- 如何把transform和数据集结合在一起?
- 数据集如何下载、如何使用
在该链接中,进行数据集的下载。
比如要下载CIFAR10
数据集,网页中有详细的参数说明以及调用方式。
root (string) – Root directory of dataset where directory cifar-10-batches-py exists or will be saved to if download is set to True.
决定数据集下载在哪里-路径
train (bool, optional) – If True, creates dataset from training set, otherwise creates from test set.
设置为True,则下载训练集,设置为False,下载测试集
transform (callable, optional) – A function/transform that takes in an PIL image and returns a transformed version. E.g, transforms.RandomCrop
是否将PIL数据类型转换为transform数据类型比如随即裁剪等
target_transform (callable, optional) – A function/transform that takes in the target and transforms it.
对target进行数据变换
download (bool, optional) – If true, downloads the dataset from the internet and puts it in root directory.

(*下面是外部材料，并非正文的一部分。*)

//! Robot simulation state.
//!
//! A [`RobotPeer`] is mutated only by the driver thread while it owns the
//! tick. Robot code never touches it directly: it sees an immutable
//! [`RobotView`](crate::program::RobotView) and answers with a
//! [`RobotCommand`](crate::command::RobotCommand).

use std::collections::VecDeque;
use std::sync::{Arc, Mutex, PoisonError};

use bitflags::bitflags;
use glam::DVec2;
use serde::{Deserialize, Serialize};
use tracing::debug;

use crate::command::DebugMark;
use crate::geometry::Rect;
use crate::program::RobotEvent;
use crate::scoring::RobotStatistics;

use super::{RobotId, TeamId};

/// Robot bounding box width.
pub const ROBOT_WIDTH: f64 = 36.0;
/// Robot bounding box height.
pub const ROBOT_HEIGHT: f64 = 36.0;
/// Energy at the start of every round.
pub const START_ENERGY: f64 = 100.0;
/// Gun heat at the start of every round.
pub const START_GUN_HEAT: f64 = 3.0;
/// Console lines kept per robot before the oldest are dropped.
pub const MAX_CONSOLE_LINES: usize = 256;

/// Life state of a robot within a round.
#[derive(Debug, Clone, Copy, PartialEq, Eq, Serialize, Deserialize)]
pub enum RobotState {
    /// Alive and taking part in the round.
    Active,
    /// Destroyed or disabled; excluded from command collection.
    Dead,
}

bitflags! {
    /// Per-robot painting switches set from the control surface.
    #[derive(Debug, Clone, Copy, PartialEq, Eq, Default, Serialize, Deserialize)]
    pub struct PaintFlags: u8 {
        /// Robot debug graphics are recorded into snapshots.
        const PAINT = 1;
        /// Debug graphics use the alternate (screen) coordinate system.
        const DEBUG_PAINT = 1 << 1;
    }
}

/// Bounded text console private to one robot.
///
/// Cloning shares the buffer: the robot worker and the driver both write to
/// it, the snapshot step drains it.
#[derive(Debug, Clone, Default)]
pub struct RobotConsole {
    lines: Arc<Mutex<VecDeque<String>>>,
}

impl RobotConsole {
    /// Creates an empty console.
    #[must_use]
    pub fn new() -> Self {
        Self::default()
    }

    /// Appends a line, dropping the oldest once the console is full.
    pub fn println(&self, line: impl Into<String>) {
        let mut lines = self.lines.lock().unwrap_or_else(PoisonError::into_inner);
        if lines.len() == MAX_CONSOLE_LINES {
            lines.pop_front();
        }
        lines.push_back(line.into());
    }

    /// Removes and returns all buffered lines.
    pub fn drain(&self) -> Vec<String> {
        let mut lines = self.lines.lock().unwrap_or_else(PoisonError::into_inner);
        lines.drain(..).collect()
    }

    /// Number of buffered lines.
    #[must_use]
    pub fn len(&self) -> usize {
        self.lines
            .lock()
            .unwrap_or_else(PoisonError::into_inner)
            .len()
    }

    /// True when nothing is buffered.
    #[must_use]
    pub fn is_empty(&self) -> bool {
        self.len() == 0
    }
}

/// One robot's state for the battle.
///
/// Exactly one peer exists per competing robot for the battle's lifetime.
/// Round-scoped fields are reset by [`RobotPeer::reset_for_round`];
/// statistics totals survive across rounds.
#[derive(Debug, Clone)]
pub struct RobotPeer {
    id: RobotId,
    name: String,
    team: Option<TeamId>,
    team_leader: bool,
    state: RobotState,
    position: DVec2,
    heading: f64,
    gun_heading: f64,
    radar_heading: f64,
    velocity: f64,
    energy: f64,
    gun_heat: f64,
    winner: bool,
    halted: bool,
    running: bool,
    skipped_turns: u32,
    consecutive_skips: u32,
    disabled: Option<String>,
    paint: PaintFlags,
    debug_marks: Vec<DebugMark>,
    pending_events: Vec<RobotEvent>,
    statistics: RobotStatistics,
    console: RobotConsole,
}

impl RobotPeer {
    /// Creates a robot at the origin with full energy.
    #[must_use]
    pub fn new(id: RobotId, name: impl Into<String>) -> Self {
        Self {
            id,
            name: name.into(),
            team: None,
            team_leader: false,
            state: RobotState::Active,
            position: DVec2::ZERO,
            heading: 0.0,
            gun_heading: 0.0,
            radar_heading: 0.0,
            velocity: 0.0,
            energy: START_ENERGY,
            gun_heat: START_GUN_HEAT,
            winner: false,
            halted: false,
            running: false,
            skipped_turns: 0,
            consecutive_skips: 0,
            disabled: None,
            paint: PaintFlags::empty(),
            debug_marks: Vec::new(),
            pending_events: Vec::new(),
            statistics: RobotStatistics::default(),
            console: RobotConsole::new(),
        }
    }

    /// Assigns the robot to a team.
    pub fn join_team(&mut self, team: TeamId, leader: bool) {
        self.team = Some(team);
        self.team_leader = leader;
    }

    /// Resets round-scoped state. Disabled robots start the round dead.
    pub fn reset_for_round(&mut self) {
        self.state = RobotState::Active;
        self.velocity = 0.0;
        self.energy = START_ENERGY;
        self.gun_heat = START_GUN_HEAT;
        self.winner = false;
        self.halted = false;
        self.running = false;
        self.skipped_turns = 0;
        self.consecutive_skips = 0;
        self.debug_marks.clear();
        self.pending_events.clear();
        self.statistics.reset_round();
        if self.disabled.is_some() {
            self.energy = 0.0;
        }
    }

    /// Places the robot with all three headings aligned.
    pub fn place(&mut self, position: DVec2, heading: f64) {
        self.position = position;
        self.heading = heading;
        self.gun_heading = heading;
        self.radar_heading = heading;
    }

    /// Bounding box at the current position.
    #[must_use]
    pub fn bounding_box(&self) -> Rect {
        Rect::centered(self.position, ROBOT_WIDTH, ROBOT_HEIGHT)
    }

    /// Permanently disables the robot for the battle (configuration fault).
    pub fn disable(&mut self, reason: impl Into<String>) {
        let reason = reason.into();
        self.console.println(format!("SYSTEM: {reason}"));
        self.console.println("SYSTEM: Robot disabled.");
        debug!(robot = %self.name, %reason, "robot disabled");
        self.disabled = Some(reason);
        self.energy = 0.0;
    }

    /// Forces energy to zero for this round (load fault, kill command).
    pub fn zero_energy(&mut self) {
        self.energy = 0.0;
    }

    /// Marks the robot dead. Returns `true` on the transition.
    pub fn mark_dead(&mut self) -> bool {
        if self.state == RobotState::Dead {
            return false;
        }
        self.state = RobotState::Dead;
        self.energy = 0.0;
        self.velocity = 0.0;
        true
    }

    /// Records a skipped turn.
    pub fn record_skip(&mut self) {
        self.skipped_turns += 1;
        self.consecutive_skips += 1;
    }

    /// Records a turn answered in time.
    pub fn record_answer(&mut self) {
        self.consecutive_skips = 0;
    }

    /// Queues an event for the robot's next turn.
    pub fn add_event(&mut self, event: RobotEvent) {
        if self.state == RobotState::Active || event.is_terminal() {
            self.pending_events.push(event);
        }
    }

    /// Takes the queued events.
    pub fn take_events(&mut self) -> Vec<RobotEvent> {
        std::mem::take(&mut self.pending_events)
    }

    /// Puts taken but undelivered events back in front of the queue.
    pub fn restore_events(&mut self, mut events: Vec<RobotEvent>) {
        events.append(&mut self.pending_events);
        self.pending_events = events;
    }

    /// Queued events not yet delivered.
    #[must_use]
    pub fn pending_events(&self) -> &[RobotEvent] {
        &self.pending_events
    }

    /// Writes a line to the robot console.
    pub fn println(&self, line: impl Into<String>) {
        self.console.println(line);
    }

    /// Robot ID.
    #[must_use]
    pub const fn id(&self) -> RobotId {
        self.id
    }

    /// Unique display name.
    #[must_use]
    pub fn name(&self) -> &str {
        &self.name
    }

    /// Owning team, if any.
    #[must_use]
    pub const fn team(&self) -> Option<TeamId> {
        self.team
    }

    /// True for the leader of a team.
    #[must_use]
    pub const fn is_team_leader(&self) -> bool {
        self.team_leader
    }

    /// Life state.
    #[must_use]
    pub const fn state(&self) -> RobotState {
        self.state
    }

    /// True unless dead.
    #[must_use]
    pub fn is_alive(&self) -> bool {
        self.state != RobotState::Dead
    }

    /// True when dead.
    #[must_use]
    pub fn is_dead(&self) -> bool {
        self.state == RobotState::Dead
    }

    /// Center position.
    #[must_use]
    pub const fn position(&self) -> DVec2 {
        self.position
    }

    /// Sets the center position.
    pub fn set_position(&mut self, position: DVec2) {
        self.position = position;
    }

    /// Body heading in radians.
    #[must_use]
    pub const fn heading(&self) -> f64 {
        self.heading
    }

    /// Sets the body heading.
    pub fn set_heading(&mut self, heading: f64) {
        self.heading = heading;
    }

    /// Gun heading in radians.
    #[must_use]
    pub const fn gun_heading(&self) -> f64 {
        self.gun_heading
    }

    /// Sets the gun heading.
    pub fn set_gun_heading(&mut self, heading: f64) {
        self.gun_heading = heading;
    }

    /// Radar heading in radians.
    #[must_use]
    pub const fn radar_heading(&self) -> f64 {
        self.radar_heading
    }

    /// Sets the radar heading.
    pub fn set_radar_heading(&mut self, heading: f64) {
        self.radar_heading = heading;
    }

    /// Signed speed along the body heading.
    #[must_use]
    pub const fn velocity(&self) -> f64 {
        self.velocity
    }

    /// Sets the speed.
    pub fn set_velocity(&mut self, velocity: f64) {
        self.velocity = velocity;
    }

    /// Remaining energy.
    #[must_use]
    pub const fn energy(&self) -> f64 {
        self.energy
    }

    /// Sets energy, clamped at zero.
    pub fn set_energy(&mut self, energy: f64) {
        self.energy = energy.max(0.0);
    }

    /// Current gun heat.
    #[must_use]
    pub const fn gun_heat(&self) -> f64 {
        self.gun_heat
    }

    /// Sets gun heat, clamped at zero.
    pub fn set_gun_heat(&mut self, heat: f64) {
        self.gun_heat = heat.max(0.0);
    }

    /// True once the robot has won the round.
    #[must_use]
    pub const fn is_winner(&self) -> bool {
        self.winner
    }

    /// Sets the winner flag.
    pub fn set_winner(&mut self, winner: bool) {
        self.winner = winner;
    }

    /// True when frozen for the end-of-round grace ticks.
    #[must_use]
    pub const fn is_halted(&self) -> bool {
        self.halted
    }

    /// Freezes or unfreezes the robot.
    pub fn set_halted(&mut self, halted: bool) {
        self.halted = halted;
    }

    /// True while a worker runs this robot's program.
    #[must_use]
    pub const fn is_running(&self) -> bool {
        self.running
    }

    /// Sets the running flag.
    pub fn set_running(&mut self, running: bool) {
        self.running = running;
    }

    /// Turns skipped this round.
    #[must_use]
    pub const fn skipped_turns(&self) -> u32 {
        self.skipped_turns
    }

    /// Skips in a row since the last answered turn.
    #[must_use]
    pub const fn consecutive_skips(&self) -> u32 {
        self.consecutive_skips
    }

    /// Reason the robot was disabled for the battle, if any.
    #[must_use]
    pub fn disabled_reason(&self) -> Option<&str> {
        self.disabled.as_deref()
    }

    /// Paint switches.
    #[must_use]
    pub const fn paint(&self) -> PaintFlags {
        self.paint
    }

    /// Turns a paint switch on or off.
    pub fn set_paint_flag(&mut self, flag: PaintFlags, enabled: bool) {
        self.paint.set(flag, enabled);
        if !self.paint.contains(PaintFlags::PAINT) {
            self.debug_marks.clear();
        }
    }

    /// Debug graphics from the last command, kept only while painting.
    #[must_use]
    pub fn debug_marks(&self) -> &[DebugMark] {
        &self.debug_marks
    }

    /// Stores debug graphics if painting is enabled.
    pub fn set_debug_marks(&mut self, marks: Vec<DebugMark>) {
        if self.paint.contains(PaintFlags::PAINT) {
            self.debug_marks = marks;
        } else {
            self.debug_marks.clear();
        }
    }

    /// Score keeping.
    #[must_use]
    pub const fn statistics(&self) -> &RobotStatistics {
        &self.statistics
    }

    /// Mutable score keeping.
    pub fn statistics_mut(&mut self) -> &mut RobotStatistics {
        &mut self.statistics
    }

    /// Shared console handle.
    #[must_use]
    pub fn console(&self) -> &RobotConsole {
        &self.console
    }
}
//! Contestants: the unit that scores and ranks.
//!
//! Every robot belongs to exactly one contestant, either itself
//! ([`Contestant::Solo`]) or its team ([`Contestant::Team`]).

use serde::{Deserialize, Serialize};

use super::{RobotId, TeamId};

/// A team of robots competing as one contestant.
#[derive(Debug, Clone, PartialEq, Eq, Serialize, Deserialize)]
pub struct TeamPeer {
    /// Team ID
    pub id: TeamId,
    /// Unique display name
    pub name: String,
    /// Members in declaration order
    pub members: Vec<RobotId>,
    /// Team leader (the first member)
    pub leader: RobotId,
}

/// The scoring unit.
#[derive(Debug, Clone, PartialEq, Eq, Serialize, Deserialize)]
pub enum Contestant {
    /// A robot without a team.
    Solo(RobotId),
    /// A team of robots.
    Team(TeamPeer),
}

impl Contestant {
    /// Robots scored under this contestant.
    #[must_use]
    pub fn members(&self) -> &[RobotId] {
        match self {
            Self::Solo(id) => std::slice::from_ref(id),
            Self::Team(team) => &team.members,
        }
    }

    /// Robot whose identity represents the contestant in results.
    #[must_use]
    pub fn representative(&self) -> RobotId {
        match self {
            Self::Solo(id) => *id,
            Self::Team(team) => team.leader,
        }
    }

    /// Team ID for team contestants.
    #[must_use]
    pub fn team_id(&self) -> Option<TeamId> {
        match self {
            Self::Solo(_) => None,
            Self::Team(team) => Some(team.id),
        }
    }

    /// True when `robot` is scored under this contestant.
    #[must_use]
    pub fn contains(&self, robot: RobotId) -> bool {
        self.members().contains(&robot)
    }
}
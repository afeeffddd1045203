//! Test helpers: robot factories, battle configs and scripted observers.

use std::sync::Arc;
use std::time::Duration;

use crate::battle::{Battle, BattleBuilder};
use crate::bridge::BattleControl;
use crate::command::RobotCommand;
use crate::config::{BattleConfig, BattleRules, TimeBudget};
use crate::entity::{RobotConsole, RobotId};
use crate::observer::{BattleObserver, Recording, RecordingObserver};
use crate::program::{ProgramFactory, RobotFactory, RobotProgram, RobotSpec, RobotView};
use crate::snapshot::{RobotSnapshot, TurnSnapshot};

// =============================================================================
// Robots
// =============================================================================

/// Factory building a fresh program from `make` every round.
pub fn factory<F, P>(name: &str, make: F) -> Arc<dyn RobotFactory>
where
    F: Fn() -> P + Send + Sync + 'static,
    P: RobotProgram + 'static,
{
    Arc::new(ProgramFactory::new(RobotSpec::new(name), move || {
        Ok(Box::new(make()) as Box<dyn RobotProgram>)
    }))
}

/// A robot that never does anything.
pub fn sitting_duck(name: &str) -> Arc<dyn RobotFactory> {
    factory(name, || |_: &RobotView, _: &RobotConsole| RobotCommand::new())
}

/// A robot that always drives forward at full speed.
pub fn runner(name: &str) -> Arc<dyn RobotFactory> {
    factory(name, || |_: &RobotView, _: &RobotConsole| RobotCommand::new().ahead(8.0))
}

// =============================================================================
// Configs
// =============================================================================

/// A 400×400 single-round battle with a generous time budget.
pub fn arena_config(initial_positions: Option<&str>) -> BattleConfig {
    BattleConfig {
        rules: BattleRules {
            battlefield_width: 400.0,
            battlefield_height: 400.0,
            rounds: 1,
            end_ticks: 2,
            ..BattleRules::default()
        },
        budget: TimeBudget {
            turn_timeout: Duration::from_millis(500),
            ..TimeBudget::default()
        },
        seed: 42,
        max_tps: None,
        initial_positions: initial_positions.map(str::to_string),
    }
}

/// Adds a recorder to `builder`, runs the battle and returns what was seen.
pub fn run_recorded(builder: BattleBuilder) -> (Battle, Recording) {
    let recorder = RecordingObserver::new();
    let mut battle = builder
        .observer(Box::new(recorder.clone()))
        .build()
        .expect("valid battle");
    battle.run().expect("battle runs");
    (battle, recorder.recording())
}

/// Robot `id` in a snapshot.
pub fn robot_at(snapshot: &TurnSnapshot, id: usize) -> &RobotSnapshot {
    snapshot.robot(RobotId::new(id)).expect("robot in snapshot")
}

// =============================================================================
// Scripted observers
// =============================================================================

/// Aborts the battle once tick `at` has been observed.
pub struct AbortAt {
    control: BattleControl,
    at: u64,
}

impl AbortAt {
    /// Boxed observer aborting after tick `at`.
    pub fn boxed(control: BattleControl, at: u64) -> Box<dyn BattleObserver> {
        Box::new(Self { control, at })
    }
}

impl BattleObserver for AbortAt {
    fn on_turn_ended(&mut self, snapshot: &TurnSnapshot) {
        if snapshot.time >= self.at {
            self.control.abort();
        }
    }
}

/// Kills a robot through the control surface once tick `at` has been observed.
pub struct KillAt {
    control: BattleControl,
    robot: RobotId,
    at: u64,
    sent: bool,
}

impl KillAt {
    /// Boxed observer killing `robot` after tick `at`.
    pub fn boxed(control: BattleControl, robot: RobotId, at: u64) -> Box<dyn BattleObserver> {
        Box::new(Self {
            control,
            robot,
            at,
            sent: false,
        })
    }
}

impl BattleObserver for KillAt {
    fn on_turn_ended(&mut self, snapshot: &TurnSnapshot) {
        if !self.sent && snapshot.time >= self.at {
            self.control.kill_robot(self.robot);
            self.sent = true;
        }
    }
}
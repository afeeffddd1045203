//! Per-tick robot commands.
//!
//! A [`RobotCommand`] is what a robot hands back when it goes to sleep: one
//! immutable snapshot of everything it wants to do this tick. The physics
//! step consumes it exactly once. A robot that misses its deadline has no
//! command at all for the tick, which is different from an empty command.
//!
//! # Example
//!
//! ```
//! use robobattle_core::command::RobotCommand;
//!
//! let command = RobotCommand::new().ahead(8.0).turn(0.1).fire(3.0);
//! assert_eq!(command.velocity, 8.0);
//! assert_eq!(command.fire, Some(3.0));
//! ```

use glam::DVec2;
use serde::{Deserialize, Serialize};

/// A debug drawing primitive, recorded only while painting is enabled.
#[derive(Debug, Clone, PartialEq, Serialize, Deserialize)]
pub enum DebugMark {
    /// Line segment.
    Line {
        /// Start point
        from: DVec2,
        /// End point
        to: DVec2,
    },
    /// Circle outline.
    Circle {
        /// Center
        center: DVec2,
        /// Radius
        radius: f64,
    },
    /// Text label.
    Text {
        /// Anchor point
        at: DVec2,
        /// Label
        text: String,
    },
}

/// Actions requested by one robot for one tick.
///
/// Turn amounts are in radians and are clipped to the per-tick rate limits
/// by the physics step, as is the velocity.
#[derive(Debug, Clone, Default, PartialEq, Serialize, Deserialize)]
pub struct RobotCommand {
    /// Desired velocity; negative moves backwards.
    pub velocity: f64,
    /// Body turn, clockwise positive.
    pub body_turn: f64,
    /// Gun turn relative to the body.
    pub gun_turn: f64,
    /// Radar turn relative to the gun.
    pub radar_turn: f64,
    /// Fire power, if the robot wants to shoot.
    pub fire: Option<f64>,
    /// Debug graphics for this tick.
    pub debug_marks: Vec<DebugMark>,
}

impl RobotCommand {
    /// An empty command: stop, hold headings, don't fire.
    #[must_use]
    pub fn new() -> Self {
        Self::default()
    }

    /// Sets the desired velocity.
    #[must_use]
    pub fn ahead(mut self, velocity: f64) -> Self {
        self.velocity = velocity;
        self
    }

    /// Sets the body turn.
    #[must_use]
    pub fn turn(mut self, radians: f64) -> Self {
        self.body_turn = radians;
        self
    }

    /// Sets the gun turn.
    #[must_use]
    pub fn turn_gun(mut self, radians: f64) -> Self {
        self.gun_turn = radians;
        self
    }

    /// Sets the radar turn.
    #[must_use]
    pub fn turn_radar(mut self, radians: f64) -> Self {
        self.radar_turn = radians;
        self
    }

    /// Requests a shot.
    #[must_use]
    pub fn fire(mut self, power: f64) -> Self {
        self.fire = Some(power);
        self
    }

    /// Adds a debug mark.
    #[must_use]
    pub fn mark(mut self, mark: DebugMark) -> Self {
        self.debug_marks.push(mark);
        self
    }

    /// True when the command requests nothing.
    #[must_use]
    pub fn is_idle(&self) -> bool {
        self.velocity == 0.0
            && self.body_turn == 0.0
            && self.gun_turn == 0.0
            && self.radar_turn == 0.0
            && self.fire.is_none()
    }
}

#[cfg(test)]
mod tests {
    use super::*;

    #[test]
    fn default_command_is_idle() {
        assert!(RobotCommand::new().is_idle());
        assert!(!RobotCommand::new().fire(1.0).is_idle());
        assert!(!RobotCommand::new().turn_radar(0.1).is_idle());
    }

    #[test]
    fn builder_sets_fields() {
        let c = RobotCommand::new()
            .ahead(-4.0)
            .turn(0.5)
            .turn_gun(-0.25)
            .turn_radar(1.0)
            .mark(DebugMark::Circle {
                center: DVec2::ZERO,
                radius: 5.0,
            });
        assert_eq!(c.velocity, -4.0);
        assert_eq!(c.body_turn, 0.5);
        assert_eq!(c.gun_turn, -0.25);
        assert_eq!(c.radar_turn, 1.0);
        assert_eq!(c.debug_marks.len(), 1);
    }
}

If dataset is already downloaded, it is not downloaded again.
是否联网下载
下载若慢,在控制台或源码中找到下载链接,用迅雷下载。
可以使用索引来看数据是什么。也可以通过控制台,了解数据集中的属性,从而使用print
进行查看。
train_set = torchvision.datasets.CIFAR10(root = "./dataset",train=True , download=True)
test_set = torchvision.datasets.CIFAR10(root = "./dataset", train=False , download=True)
print(f"test_set = {test_set}")
print(F"test_set[0] = {test_set[0]}")
print(f"test_set.classes = {test_set.classes}")
可以看到运行结果,测试集一共有10个类别。
img,target = test_set[0]
print(f"img = {img}")#可以看到PIL 类型
print(F"target = {target}")#目标分类是3
print(f"test_set.classes[target]")#
img.show()
print(test_set[0])
运行结果👇
要在pytorch中继续使用,需要转换为tensor数据类型。过程如下
dataset_tensor = torchvision.transforms.Compose([
torchvision.transforms.ToTensor()
#还可以加torchvision.transforms.RandomCrop(512)
])
#接着在数据集中指定
train_set = torchvision.datasets.CIFAR10(root="./dataset",train=True,transform = dataset_tensor , download=True)
#查看
print(test_set[0])
writer = SummaryWriter("tb_blogs")
for i in range(10):
img , target = test_set[i]
writer.add_image("test_set", img,i)
writer.close()
#之后打开tensorboard查看